Register Spilling and Resource Exhaustion
Register spilling occurs when a thread requires more variables than the physical register file can hold, forcing the compiler to offload data.
Source: mortalapps.com- Register spilling occurs when a thread requires more variables than the physical register file can hold, forcing the compiler to offload data.
- The core purpose of managing it is preserving the single-cycle access latency of registers to keep arithmetic units saturated.
- The primary optimization idea is reducing variable lifespans and utilizing shared memory as an intermediate spill fallback.

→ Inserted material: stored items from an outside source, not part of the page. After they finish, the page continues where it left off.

//! Edit intents attached to file nodes.
//!
//! The JSON side of an action's logic is union-shaped: either a legacy raw
//! fallback body (bare string) or a structured spec (object). It decodes at
//! the boundary into an explicit tagged variant and is consumed through
//! pattern matching from then on.

use std::fmt;

use serde::de::{self, Deserializer, MapAccess, Visitor};
use serde::{Deserialize, Serialize};

use crate::engine::locate::Occurrence;

/// A named edit intent. The key correlates the action with snippet groups in
/// the node's code and with markers already present in target files.
#[derive(Debug, Clone, Deserialize, Serialize)]
pub struct Action {
    #[serde(alias = "title")]
    pub key: String,

    #[serde(alias = "fallback")]
    pub logic: Logic,
}

/// String-or-object union, decoded into explicit variants.
#[derive(Debug, Clone, Serialize)]
#[serde(untagged)]
pub enum Logic {
    /// Legacy free-text fallback block: the snippet body to anchor a new
    /// marker after.
    Raw(String),
    /// Structured edit spec.
    Structured(StructuredLogic),
}

#[derive(Debug, Clone, Deserialize, Serialize)]
#[serde(rename_all = "camelCase")]
pub struct StructuredLogic {
    pub behaviour: Behaviour,

    #[serde(default)]
    pub target: Option<String>,

    #[serde(default)]
    pub target_start: Option<String>,

    #[serde(default)]
    pub target_end: Option<String>,

    /// Explicit content; when absent, the snippet group matching the action
    /// key supplies it.
    #[serde(default)]
    pub content: Option<String>,

    /// Inject content without installing a marker for future runs.
    #[serde(default)]
    pub fallback_only: bool,

    #[serde(default)]
    pub occurrence: Option<Occurrence>,

    /// Substring whose presence makes the whole action a no-op.
    #[serde(default)]
    pub require_absent: Option<String>,

    #[serde(default)]
    pub replacement: Option<String>,

    /// Overrides the marker key installed by this action (defaults to the
    /// action key).
    #[serde(default)]
    pub mark: Option<String>,
}

/// The closed set of action behaviours. Unknown behaviour names fail at
/// decode time instead of becoming silent no-ops.
#[derive(Debug, Clone, Copy, PartialEq, Eq, Deserialize, Serialize)]
pub enum Behaviour {
    #[serde(rename = "addMarkerAboveTarget", alias = "add-marker-above-target")]
    AddMarkerAboveTarget,
    #[serde(rename = "addMarkerBelowTarget", alias = "add-marker-below-target")]
    AddMarkerBelowTarget,
    #[serde(rename = "insertBeforeInline", alias = "insert-before-inline")]
    InsertBeforeInline,
    #[serde(rename = "insertAfterInline", alias = "insert-after-inline")]
    InsertAfterInline,
    #[serde(rename = "insertBeforeLine", alias = "insert-before-line")]
    InsertBeforeLine,
    #[serde(rename = "insertAfterLine", alias = "insert-after-line")]
    InsertAfterLine,
    #[serde(rename = "replaceIfMissing", alias = "replace-if-missing")]
    ReplaceIfMissing,
    #[serde(rename = "replaceBetween", alias = "replace-between")]
    ReplaceBetween,
}

impl<'de> Deserialize<'de> for Logic {
    fn deserialize<D>(deserializer: D) -> Result<Self, D::Error>
    where
        D: Deserializer<'de>,
    {
        struct LogicVisitor;

        impl<'de> Visitor<'de> for LogicVisitor {
            type Value = Logic;

            fn expecting(&self, f: &mut fmt::Formatter) -> fmt::Result {
                f.write_str("a fallback string or a structured logic object")
            }

            fn visit_str<E>(self, value: &str) -> Result<Logic, E>
            where
                E: de::Error,
            {
                Ok(Logic::Raw(value.to_string()))
            }

            fn visit_map<M>(self, map: M) -> Result<Logic, M::Error>
            where
                M: MapAccess<'de>,
            {
                let spec =
                    StructuredLogic::deserialize(de::value::MapAccessDeserializer::new(map))?;
                Ok(Logic::Structured(spec))
            }
        }

        deserializer.deserialize_any(LogicVisitor)
    }
}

- The most important engineering insight is that "local memory" is physically located in the slow Global Memory (HBM), making spilling a catastrophic performance cliff.
Why This Matters
Registers are the fastest, most abundant bandwidth resource on the GPU (aggregate >100 TB/s). However, they are strictly limited to 255 per thread (or 64K per SM). When an intricate AI kernel (like an unrolled GEMM loop) hits this limit, the ptxas compiler silently generates spill loads/stores. This routes accesses that should take 1 cycle to L1/L2 caches or VRAM (hundreds of cycles), plummeting compute throughput and destroying kernel efficiency.
Core Intuition
Imagine a master mechanic with a toolbelt holding exactly 255 tools. If the job requires 300 tools, the mechanic must put 45 tools in a toolbox at the back of the garage (Global Memory). Every time they need one of those 45 tools, they must walk across the garage to swap it with a tool currently in their belt. This walking destroys their efficiency, regardless of how fast they actually use the tools.
Technical Deep Dive
Each Hopper SM contains 64K 32-bit registers. When ptxas compiles an excessively complex kernel, it allocates a stack frame in Local Memory (a thread-private abstraction mapped to Global Memory physically). Historically, spilling directly targeted this high-latency local memory. In CUDA 13.0, NVIDIA introduced a critical opt-in optimization via the inline assembly .pragma enable_smem_spilling. This allows the compiler to utilize high-bandwidth, low-latency Shared Memory as the primary backing storage for spilled registers, only falling back to local memory if Shared Memory is completely exhausted.